--- Extracted records ---
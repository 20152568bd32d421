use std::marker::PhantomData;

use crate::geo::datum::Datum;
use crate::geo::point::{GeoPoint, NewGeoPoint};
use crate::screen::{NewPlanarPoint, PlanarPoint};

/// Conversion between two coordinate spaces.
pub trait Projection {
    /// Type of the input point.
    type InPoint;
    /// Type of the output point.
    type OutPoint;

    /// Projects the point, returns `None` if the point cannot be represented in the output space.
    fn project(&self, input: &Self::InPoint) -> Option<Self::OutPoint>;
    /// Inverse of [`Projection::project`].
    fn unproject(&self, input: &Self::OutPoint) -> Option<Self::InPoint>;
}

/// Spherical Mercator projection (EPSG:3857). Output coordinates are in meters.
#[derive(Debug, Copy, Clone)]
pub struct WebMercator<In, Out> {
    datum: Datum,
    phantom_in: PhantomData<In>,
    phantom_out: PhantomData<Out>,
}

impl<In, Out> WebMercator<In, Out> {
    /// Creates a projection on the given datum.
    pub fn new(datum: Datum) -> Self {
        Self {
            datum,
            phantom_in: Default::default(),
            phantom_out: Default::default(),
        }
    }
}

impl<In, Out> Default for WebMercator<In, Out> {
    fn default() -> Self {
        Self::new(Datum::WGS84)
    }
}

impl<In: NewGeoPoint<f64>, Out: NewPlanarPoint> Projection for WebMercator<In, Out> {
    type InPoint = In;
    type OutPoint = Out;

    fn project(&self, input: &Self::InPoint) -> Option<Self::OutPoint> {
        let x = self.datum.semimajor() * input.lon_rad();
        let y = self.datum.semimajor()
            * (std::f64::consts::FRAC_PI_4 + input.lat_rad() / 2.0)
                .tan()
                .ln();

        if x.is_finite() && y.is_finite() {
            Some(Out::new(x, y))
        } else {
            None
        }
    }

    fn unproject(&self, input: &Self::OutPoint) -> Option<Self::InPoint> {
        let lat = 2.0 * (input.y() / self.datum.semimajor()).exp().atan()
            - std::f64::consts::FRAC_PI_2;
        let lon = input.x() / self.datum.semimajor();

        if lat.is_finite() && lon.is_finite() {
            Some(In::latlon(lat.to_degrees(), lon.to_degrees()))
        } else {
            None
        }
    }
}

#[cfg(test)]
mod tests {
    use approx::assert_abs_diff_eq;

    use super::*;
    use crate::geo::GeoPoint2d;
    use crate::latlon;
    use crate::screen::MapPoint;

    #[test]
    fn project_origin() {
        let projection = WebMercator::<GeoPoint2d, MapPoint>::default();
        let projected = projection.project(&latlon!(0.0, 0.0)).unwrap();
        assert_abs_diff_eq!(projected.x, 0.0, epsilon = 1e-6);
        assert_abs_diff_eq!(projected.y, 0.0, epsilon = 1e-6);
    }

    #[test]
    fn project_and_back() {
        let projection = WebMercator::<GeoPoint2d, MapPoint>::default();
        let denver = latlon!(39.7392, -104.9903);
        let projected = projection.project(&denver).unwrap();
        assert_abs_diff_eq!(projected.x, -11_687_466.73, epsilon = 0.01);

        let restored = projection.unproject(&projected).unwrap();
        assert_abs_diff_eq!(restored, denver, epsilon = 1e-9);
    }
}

--- What you are asked to do ---
Working through the data above, find every line holding "restored" and copy it.

--- Exercise response ---
        let restored = projection.unproject(&projected).unwrap();
        assert_abs_diff_eq!(restored, denver, epsilon = 1e-9);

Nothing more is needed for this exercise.